Japanese tire manufacturing company

Toyo Tire Corporation (株式会社, TŌYŌ TAIYA Kabushiki-gaisha), commonly known as Toyo Tires, is a multinational tire and rubber products company based in Itami, Japan. The company owns and operates eight factories in Asia, North America, and Europe and distributes tires and automotive components through fourteen sales companies throughout the world.

Its lines of business are manufacturing and marketing of car tires, industrial rubber and synthetic resin products, soft and rigid polyurethane products, waterproof sheets, anti-vibration rubber for automotive parts, seat cushions, and sporting goods. Its tire brands are Toyo, Nitto, and Silverstone.

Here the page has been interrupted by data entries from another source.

//! Aggregator: consumes vote messages into a [`Tally`] and flushes it to the
//! store on a timer.

use log::{error, info, warn};
use std::sync::Arc;
use std::time::Duration;

use crate::bus::VoteConsumer;
use crate::config::AggregatorConfig;
use crate::db::PollStore;
use crate::error::Result;
use crate::shutdown::Shutdown;
use crate::tally::Tally;
use crate::tasks::flusher::flush_task;

#[derive(Debug, Clone)]
pub struct AggregatorSettings {
    pub flush_interval: Duration,
    pub flush_on_shutdown: bool,
}

impl From<&AggregatorConfig> for AggregatorSettings {
    fn from(config: &AggregatorConfig) -> Self {
        Self {
            flush_interval: config.flush_interval,
            flush_on_shutdown: config.flush_on_shutdown,
        }
    }
}

#[derive(Debug, Default, Clone, Copy, PartialEq, Eq)]
pub struct AggregateStats {
    pub recorded: u64,
    /// Votes still pending at exit and never written.
    pub discarded: u64,
}

/// Runs the consumer and the flush timer until shutdown.
///
/// If the consumer ends on its own (the bus went away) shutdown is triggered
/// so the flush timer stops too. Returns once the consumer has stopped and
/// the last flush cycle, if any, has finished.
pub async fn run(
    tally: Arc<Tally>,
    store: Arc<dyn PollStore>,
    consumer: &mut dyn VoteConsumer,
    settings: &AggregatorSettings,
    shutdown: &Shutdown,
) -> Result<AggregateStats> {
    let flusher = tokio::spawn(flush_task(
        tally.clone(),
        store.clone(),
        settings.flush_interval,
        shutdown.listener(),
    ));

    let consumed = consumer.consume(&tally, shutdown.listener()).await;
    if !shutdown.is_triggered() {
        warn!("Vote consumer ended before shutdown, stopping");
        shutdown.trigger();
    }

    if let Err(e) = flusher.await {
        error!("Flush task failed: {}", e);
    }

    if settings.flush_on_shutdown {
        info!("Flushing pending votes before exit");
        tally.flush(store.as_ref()).await;
    }

    let discarded = tally.pending_votes().await;
    if discarded > 0 {
        warn!("Discarding {} pending vote(s) that were never written", discarded);
    }

    let recorded = consumed?;
    info!("Aggregator stopped: {} vote(s) recorded", recorded);
    Ok(AggregateStats { recorded, discarded })
}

Toyo Tires posted net sales of 497B Japanese yen for fiscal year 2022. It is the eleventh largest tire company in the world based on 2022 revenue.

==History==

The company started in 1945. In 1966, the company expanded to the United States as Toyo Tire USA Corporation. In 1999, Nitto Tire North America was established.

==Sponsorship==
Toyo has sponsored off-road Trophy Truck drivers including Robby Gordon, Kyle LeDuc, BJ Baldwin, Tavo Vildósola, Gus Vildósola, Andy McMillin and Bryce Menzies. As well as rally and stunt driver Ken Block.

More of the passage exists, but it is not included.